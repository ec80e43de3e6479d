//! Geometric exclusion regions.

use std::fmt;
use std::sync::Arc;

use difframe_core::{MmPosition, Panel, Vec3};
use serde::{Deserialize, Serialize};

use crate::error::{Error, Result};

/// Predicate over `(panel index, panel, millimetre position)`; returning
/// true excludes the pixel.
pub type RegionPredicate = Arc<dyn Fn(usize, &Panel, MmPosition) -> bool + Send + Sync>;

/// Serializable exclusion region.
///
/// Circle and rectangle are in pixel coordinates, polygon in panel-local
/// millimetres. A missing `panel` applies the region to every panel.
#[derive(Debug, Clone, PartialEq, Serialize, Deserialize)]
#[serde(tag = "kind", rename_all = "snake_case")]
pub enum RegionSpec {
    Circle {
        #[serde(default)]
        panel: Option<usize>,
        centre: [f64; 2],
        radius: f64,
    },
    /// Half-open `[x0, x1) x [y0, y1)`.
    Rectangle {
        #[serde(default)]
        panel: Option<usize>,
        x0: f64,
        x1: f64,
        y0: f64,
        y1: f64,
    },
    Polygon {
        #[serde(default)]
        panel: Option<usize>,
        vertices: Vec<[f64; 2]>,
    },
    /// Excludes pixels with resolution beyond the limits.
    ResolutionLimits {
        #[serde(default)]
        d_min: Option<f64>,
        #[serde(default)]
        d_max: Option<f64>,
    },
    /// Excludes pixels with `d_min <= d <= d_max` (e.g. an ice ring).
    ResolutionRange { d_min: f64, d_max: f64 },
}

impl RegionSpec {
    /// Checks the parameters of the region.
    ///
    /// # Errors
    /// Returns `InvalidRegion` for degenerate or non-finite parameters.
    pub fn validate(&self) -> Result<()> {
        let ok = match self {
            Self::Circle { centre, radius, .. } => {
                centre.iter().all(|v| v.is_finite()) && radius.is_finite() && *radius > 0.0
            }
            Self::Rectangle { x0, x1, y0, y1, .. } => x0 < x1 && y0 < y1,
            Self::Polygon { vertices, .. } => {
                vertices.len() >= 3 && vertices.iter().flatten().all(|v| v.is_finite())
            }
            Self::ResolutionLimits { d_min, d_max } => match (d_min, d_max) {
                (Some(lo), Some(hi)) => *lo > 0.0 && lo < hi,
                (Some(lo), None) => *lo > 0.0,
                (None, Some(hi)) => *hi > 0.0,
                (None, None) => false,
            },
            Self::ResolutionRange { d_min, d_max } => *d_min > 0.0 && d_min < d_max,
        };
        if ok {
            Ok(())
        } else {
            Err(Error::InvalidRegion(format!("{self:?}")))
        }
    }

    fn applies_to(&self, panel_index: usize) -> bool {
        match self {
            Self::Circle { panel, .. }
            | Self::Rectangle { panel, .. }
            | Self::Polygon { panel, .. } => panel.map_or(true, |p| p == panel_index),
            Self::ResolutionLimits { .. } | Self::ResolutionRange { .. } => true,
        }
    }

    fn needs_beam(&self) -> bool {
        matches!(
            self,
            Self::ResolutionLimits { .. } | Self::ResolutionRange { .. }
        )
    }
}

/// Even-odd point-in-polygon test.
fn point_in_polygon(point: MmPosition, vertices: &[[f64; 2]]) -> bool {
    if vertices.len() < 3 {
        return false;
    }
    let (x, y) = point;
    let mut inside = false;
    let mut j = vertices.len() - 1;
    for i in 0..vertices.len() {
        let [xi, yi] = vertices[i];
        let [xj, yj] = vertices[j];
        if (yi > y) != (yj > y) && x < (xj - xi) * (y - yi) / (yj - yi) + xi {
            inside = !inside;
        }
        j = i;
    }
    inside
}

/// One exclusion layer of the masking engine.
#[derive(Clone)]
pub enum Region {
    Spec(RegionSpec),
    Predicate {
        name: String,
        excludes: RegionPredicate,
    },
}

impl fmt::Debug for Region {
    fn fmt(&self, f: &mut fmt::Formatter<'_>) -> fmt::Result {
        match self {
            Self::Spec(spec) => f.debug_tuple("Spec").field(spec).finish(),
            Self::Predicate { name, .. } => f
                .debug_struct("Predicate")
                .field("name", name)
                .finish_non_exhaustive(),
        }
    }
}

impl From<RegionSpec> for Region {
    fn from(spec: RegionSpec) -> Self {
        Self::Spec(spec)
    }
}

impl Region {
    /// Wraps a closure as a region.
    pub fn predicate<F>(name: impl Into<String>, excludes: F) -> Self
    where
        F: Fn(usize, &Panel, MmPosition) -> bool + Send + Sync + 'static,
    {
        Self::Predicate {
            name: name.into(),
            excludes: Arc::new(excludes),
        }
    }

    /// Checks the parameters of a serializable region; closures always pass.
    ///
    /// # Errors
    /// Returns `InvalidRegion` for degenerate or non-finite parameters.
    pub fn validate(&self) -> Result<()> {
        match self {
            Self::Spec(spec) => spec.validate(),
            Self::Predicate { .. } => Ok(()),
        }
    }

    /// True if evaluating the region requires the incident beam.
    #[must_use]
    pub fn needs_beam(&self) -> bool {
        match self {
            Self::Spec(spec) => spec.needs_beam(),
            Self::Predicate { .. } => false,
        }
    }

    #[must_use]
    pub fn applies_to(&self, panel_index: usize) -> bool {
        match self {
            Self::Spec(spec) => spec.applies_to(panel_index),
            Self::Predicate { .. } => true,
        }
    }

    /// Returns true if the pixel centred at `(px, py)`, at millimetre
    /// position `mm`, is excluded.
    ///
    /// # Errors
    /// Returns `InvalidRegion` for resolution regions without a beam and
    /// propagates geometry errors.
    pub fn excludes(
        &self,
        panel_index: usize,
        panel: &Panel,
        (px, py): (f64, f64),
        mm: MmPosition,
        s0: Option<&Vec3>,
    ) -> Result<bool> {
        let spec = match self {
            Self::Predicate { excludes, .. } => return Ok(excludes(panel_index, panel, mm)),
            Self::Spec(spec) => spec,
        };
        let resolution = || -> Result<f64> {
            let s0 = s0.ok_or_else(|| {
                Error::InvalidRegion("resolution region needs an incident beam".to_string())
            })?;
            Ok(panel.resolution_at_pixel(s0, px, py)?)
        };
        Ok(match spec {
            RegionSpec::Circle { centre, radius, .. } => {
                (px - centre[0]).hypot(py - centre[1]) <= *radius
            }
            RegionSpec::Rectangle { x0, x1, y0, y1, .. } => {
                px >= *x0 && px < *x1 && py >= *y0 && py < *y1
            }
            RegionSpec::Polygon { vertices, .. } => point_in_polygon(mm, vertices),
            RegionSpec::ResolutionLimits { d_min, d_max } => {
                let d = resolution()?;
                d_min.is_some_and(|lo| d < lo) || d_max.is_some_and(|hi| d > hi)
            }
            RegionSpec::ResolutionRange { d_min, d_max } => {
                let d = resolution()?;
                d >= *d_min && d <= *d_max
            }
        })
    }
}

#[cfg(test)]
mod tests {
    use super::*;

    #[test]
    fn test_point_in_polygon() {
        let square = [[0.0, 0.0], [2.0, 0.0], [2.0, 2.0], [0.0, 2.0]];
        assert!(point_in_polygon((1.0, 1.0), &square));
        assert!(!point_in_polygon((3.0, 1.0), &square));
        let triangle = [[0.0, 0.0], [4.0, 0.0], [0.0, 4.0]];
        assert!(point_in_polygon((1.0, 1.0), &triangle));
        assert!(!point_in_polygon((3.0, 3.0), &triangle));
    }

    #[test]
    fn test_validate() {
        assert!(RegionSpec::Circle { panel: None, centre: [1.0, 1.0], radius: 0.0 }
            .validate()
            .is_err());
        assert!(RegionSpec::Rectangle { panel: None, x0: 5.0, x1: 5.0, y0: 0.0, y1: 1.0 }
            .validate()
            .is_err());
        assert!(RegionSpec::Polygon { panel: None, vertices: vec![[0.0, 0.0], [1.0, 1.0]] }
            .validate()
            .is_err());
        assert!(RegionSpec::ResolutionLimits { d_min: None, d_max: None }.validate().is_err());
        assert!(RegionSpec::ResolutionRange { d_min: 3.9, d_max: 3.8 }.validate().is_err());
        assert!(RegionSpec::ResolutionLimits { d_min: Some(1.5), d_max: None }.validate().is_ok());
    }

    #[test]
    fn test_spec_json_tagging() {
        let json = r#"{"kind": "circle", "centre": [10.0, 20.0], "radius": 5.0}"#;
        let spec: RegionSpec = serde_json::from_str(json).unwrap();
        assert_eq!(
            spec,
            RegionSpec::Circle {
                panel: None,
                centre: [10.0, 20.0],
                radius: 5.0
            }
        );
        let json = r#"{"kind": "resolution_range", "d_min": 3.87, "d_max": 3.93}"#;
        let spec: RegionSpec = serde_json::from_str(json).unwrap();
        assert!(matches!(spec, RegionSpec::ResolutionRange { .. }));
    }
}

══════════

DIRECTIONS FOR THIS TASK →
Where a line above contains the string "enum", copy that line.

EXERCISE RESULT →
pub enum RegionSpec {
pub enum Region {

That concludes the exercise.